Friday, April 07, 2006

Confidence

I just spent a little surfing time lookat at the IU Taekwondo (TKD) Club page. It is sometimes amazing how many memories and old emotions can come welling up quite unexpectedly. And it is always a mixture of the good and the bad.

First, I laughed when I read this on the FAQ page: "Pre-tests are required for black belt candidates [...] to determine whether you are ready to test for promotion, or if you should wait." First, let me say that I was ready. I got solid scores on all parts of my exam, and I know that I earned my belt the day of that test. There is no doubt in my mind about that.

In my black belt class, there were 5 other students. I've never taken the time to think about who should and who should not have passed, but it was made clear to us that day that none of us would be getting our belts that day. The first part of the exam is made up of forms, also known as kata or poomse. Forms are set movements where you demonstrate your techniques. In our style, forms are critical. If you don't know your forms, you typically fail your test regardless of the rest of your techniques. If you nail your forms, you will most likely pass. I nailed my forms. 100% solid. There was one person who was asked to repeat one of them because of a mistake. The other 4 had to repeat multiple forms. You could sense a growing tension among the instructors, and they held a private meeting after the forms portion. We found out later that the meeting was on whether or not to allow us to continue. They decided to let us finish, but no belts would be awarded that day. Eventually, we did all get our black belts, but I couldn't help but laugh at the new pre-test requirement. I know that my class was a contributing factor to that.

Then, I looked around some more, and felt a resurgence of anger that I have not felt in a long time. Specifically, it came when I read this: "Mr. Thomas [...] has been a club instructor for since 1998." Well, yes and no. To recap the order of events, my black belt test was in Dec. 1997, and we were awarded them in Jan. 1998. Late spring 1998, the offer was made to Mr. Thomas and me to become co-instructors of the TKD club. The long-time instructor (who provided most of my training) had 2 small children and was finishing up his Ph.D. thesis. He had a lot of other priorities and did a lot of flip-flopping regarding whether or not he could commit. The 1997-1998 school year, he was rarely available. Shortly after Mr. Thomas and I were selected to become instructors for fall 1998, a flurry of emails were exchanged on a discussion list until the list had to be shut down by the head of the martial arts department.

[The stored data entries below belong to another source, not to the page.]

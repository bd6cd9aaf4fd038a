// Copyright (c) 2023 Huawei Device Co., Ltd.
// Licensed under the Apache License, Version 2.0 (the "License");
// you may not use this file except in compliance with the License.
// You may obtain a copy of the License at
//
//     http://www.apache.org/licenses/LICENSE-2.0
//
// Unless required by applicable law or agreed to in writing, software
// distributed under the License is distributed on an "AS IS" BASIS,
// WITHOUT WARRANTIES OR CONDITIONS OF ANY KIND, either express or implied.
// See the License for the specific language governing permissions and
// limitations under the License.

#![cfg(feature = "huffman")]

//! Drives the primitives through the request examples of `RFC7541 Appendix
//! C.4`, playing the part of the header block encoder and decoder.

use ylong_hpack::huffman::{huffman_decode, huffman_encode};
use ylong_hpack::integer::{integer_decode, integer_encode};
use ylong_hpack::{ErrorKind, Header, HeaderListLimit, HeaderTable, HpackError};

const REQUESTS: [(&str, usize); 3] = [
    // C.4.1. First Request
    ("828684418cf1e3c2e5f23a6ba0ab90f4ff", 57),
    // C.4.2. Second Request
    ("828684be5886a8eb10649cbf", 110),
    // C.4.3. Third Request
    ("828785bf408825a849e95ba97d7f8925a849e95bb8e8b4bf", 164),
];

fn hex(s: &str) -> Vec<u8> {
    (0..s.len())
        .step_by(2)
        .map(|i| u8::from_str_radix(&s[i..i + 2], 16).unwrap())
        .collect()
}

fn request_headers() -> [Vec<Header>; 3] {
    [
        vec![
            Header::new(":method", "GET"),
            Header::new(":scheme", "http"),
            Header::new(":path", "/"),
            Header::new(":authority", "www.example.com"),
        ],
        vec![
            Header::new(":method", "GET"),
            Header::new(":scheme", "http"),
            Header::new(":path", "/"),
            Header::new(":authority", "www.example.com"),
            Header::new("cache-control", "no-cache"),
        ],
        vec![
            Header::new(":method", "GET"),
            Header::new(":scheme", "https"),
            Header::new(":path", "/index.html"),
            Header::new(":authority", "www.example.com"),
            Header::new("custom-key", "custom-value"),
        ],
    ]
}

fn read_string(src: &[u8]) -> Result<(Vec<u8>, &[u8]), HpackError> {
    let is_huffman = src.first().map_or(false, |byte| byte & 0x80 == 0x80);
    let (len, consumed) = integer_decode(src, 7)?;
    let rest = &src[consumed..];
    if rest.len() < len {
        return Err(ErrorKind::TruncatedInput.into());
    }
    let (raw, rest) = rest.split_at(len);
    let mut string = Vec::new();
    match is_huffman {
        true => huffman_decode(raw, &mut string)?,
        false => string.extend_from_slice(raw),
    }
    Ok((string, rest))
}

fn write_string(string: &[u8], dst: &mut Vec<u8>) {
    let mut code = Vec::new();
    huffman_encode(string, &mut code);
    let start = dst.len();
    integer_encode(code.len(), 7, dst).unwrap();
    dst[start] |= 0x80;
    dst.extend_from_slice(&code);
}

/// Decodes indexed fields and literals with incremental indexing, the only
/// representations used by `RFC7541 Appendix C.4`.
fn decode_block(
    table: &mut HeaderTable,
    limit: &mut HeaderListLimit,
    mut src: &[u8],
) -> Result<Vec<Header>, HpackError> {
    let mut headers = Vec::new();
    limit.reset();
    while let Some(&first) = src.first() {
        let header = if first & 0x80 == 0x80 {
            let (index, consumed) = integer_decode(src, 7)?;
            src = &src[consumed..];
            table.get_by_index(index)?
        } else {
            assert_eq!(first & 0xc0, 0x40);
            let (index, consumed) = integer_decode(src, 6)?;
            src = &src[consumed..];
            let name = match index {
                0 => {
                    let (name, rest) = read_string(src)?;
                    src = rest;
                    name
                }
                _ => table.get_by_index(index)?.into_parts().0,
            };
            let (value, rest) = read_string(src)?;
            src = rest;
            let header = Header::new(name, value);
            table.add_header(&header)?;
            header
        };
        limit.check_header(&header)?;
        headers.push(header);
    }
    Ok(headers)
}

/// Encodes full matches as indexed fields and everything else as literals
/// with incremental indexing.
fn encode_block(table: &mut HeaderTable, headers: &[Header]) -> Vec<u8> {
    let mut dst = Vec::new();
    for header in headers {
        let value = header.value().unwrap();
        let start = dst.len();
        match table.search(header.name(), Some(value)) {
            Some((index, found)) if found.value().is_some() => {
                integer_encode(index, 7, &mut dst).unwrap();
                dst[start] |= 0x80;
                continue;
            }
            Some((index, _)) => {
                integer_encode(index, 6, &mut dst).unwrap();
                dst[start] |= 0x40;
            }
            None => {
                dst.push(0x40);
                write_string(header.name(), &mut dst);
            }
        }
        write_string(value, &mut dst);
        table.add_header(header).unwrap();
    }
    dst
}

/// SDV test cases for decoding `RFC7541 Appendix C.4`.
///
/// # Brief
/// 1. Creates a `HeaderTable` shared by three header blocks.
/// 2. Decodes each block with the integer, Huffman and table primitives.
/// 3. Checks the header lists and the table size after each block.
#[test]
fn sdv_hpack_decode_rfc7541_requests() {
    let mut table = HeaderTable::new();
    let mut limit = HeaderListLimit::default();
    for ((block, size), headers) in REQUESTS.iter().zip(request_headers()) {
        let decoded = decode_block(&mut table, &mut limit, &hex(block)).unwrap();
        assert_eq!(decoded, headers);
        assert_eq!(table.current_size(), *size);
    }
    assert_eq!(
        table.get_by_index(62).unwrap(),
        Header::new("custom-key", "custom-value")
    );
    assert_eq!(
        table.get_by_index(63).unwrap(),
        Header::new("cache-control", "no-cache")
    );
    assert_eq!(
        table.get_by_index(64).unwrap(),
        Header::new(":authority", "www.example.com")
    );
    assert!(table.get_by_index(65).is_err());
}

/// SDV test cases for encoding `RFC7541 Appendix C.4`.
///
/// # Brief
/// 1. Creates a `HeaderTable` shared by three header lists.
/// 2. Encodes each list with `HeaderTable::search` and the codecs.
/// 3. Checks the produced blocks against the RFC.
#[test]
fn sdv_hpack_encode_rfc7541_requests() {
    let mut table = HeaderTable::new();
    for ((block, size), headers) in REQUESTS.iter().zip(request_headers()) {
        assert_eq!(encode_block(&mut table, &headers), hex(block));
        assert_eq!(table.current_size(), *size);
    }
}

/// SDV test cases for the header list budget while decoding.
///
/// # Brief
/// 1. Decodes `RFC7541 Appendix C.4.3` with a budget below its list size.
/// 2. Checks that `OversizedHeaderList` is reported.
#[test]
fn sdv_hpack_decode_oversized_header_list() {
    let mut table = HeaderTable::new();
    let mut limit = HeaderListLimit::new(128);
    let err = decode_block(&mut table, &mut limit, &hex(REQUESTS[2].0)).unwrap_err();
    assert!(matches!(err.kind(), ErrorKind::OversizedHeaderList { limit: 128, .. }));
    assert!(err.is_decoding_error());
}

Mr. Thomas had made a comment about "when Mike and I are instructors," and my old teacher began a series of attacks on our qualifications. And when I say, "our," I mean that almost all of those attacks were aimed at me. They were baseless, as people who knew me pointed out. Yet, they were more than that. There were also attacks that were personal in nature and completely inappropriate. To make it even worse, there were people on this list who did not know me (they were alums of the IU TKD program and had schools of their own), but were close to my old instructor. Needless to say, my reputation in their eyes was tarnished, and they made it clear that they would not have been happy to work with Mr. Thomas and me as the club instructors. To this day, I cannot fathom all of the motivations of my old instructor. There had long been a turf war between him and the head of the martial arts department. Perhaps I was simply caught up in the middle of those politics. Regardless, I have never felt as betrayed as I did when I read those emails.

The resolution of all of this was the department head stepped in and took ownership of the club. Mr. Thomas and I became relegated to assistant instructor status. I wish I could say that we went on to prove my old instructor wrong. But the truth is, the damage had already been done.

I've always had struggles with confidence. As I worked toward and earned my black belt, I was turning the tide. I knew that my techniques were good. I knew that I could teach well. I knew that others learned from what I said, because I saw it as their abilities improved. And to have my old instructor, a man whom I deeply respected and admired, turn around and discredit everything that I had accomplished was devastating. I did well as an assistant instructor, but I had lost my enthusiasm for it. That was fall of 1998. By spring of 1999, I was gone. That was the semester that I dropped all of my classes. That was the time when I really began to understand that I had a problem with my self-esteem.

I wish I could say I've fixed the problem. Sure, I've made corrections. And as I've matured, I've come to be more accepting of my flaws and know that I don't have to be perfect in everything I try. But that doesn't mean I don't struggle almost daily with issues of self-worth.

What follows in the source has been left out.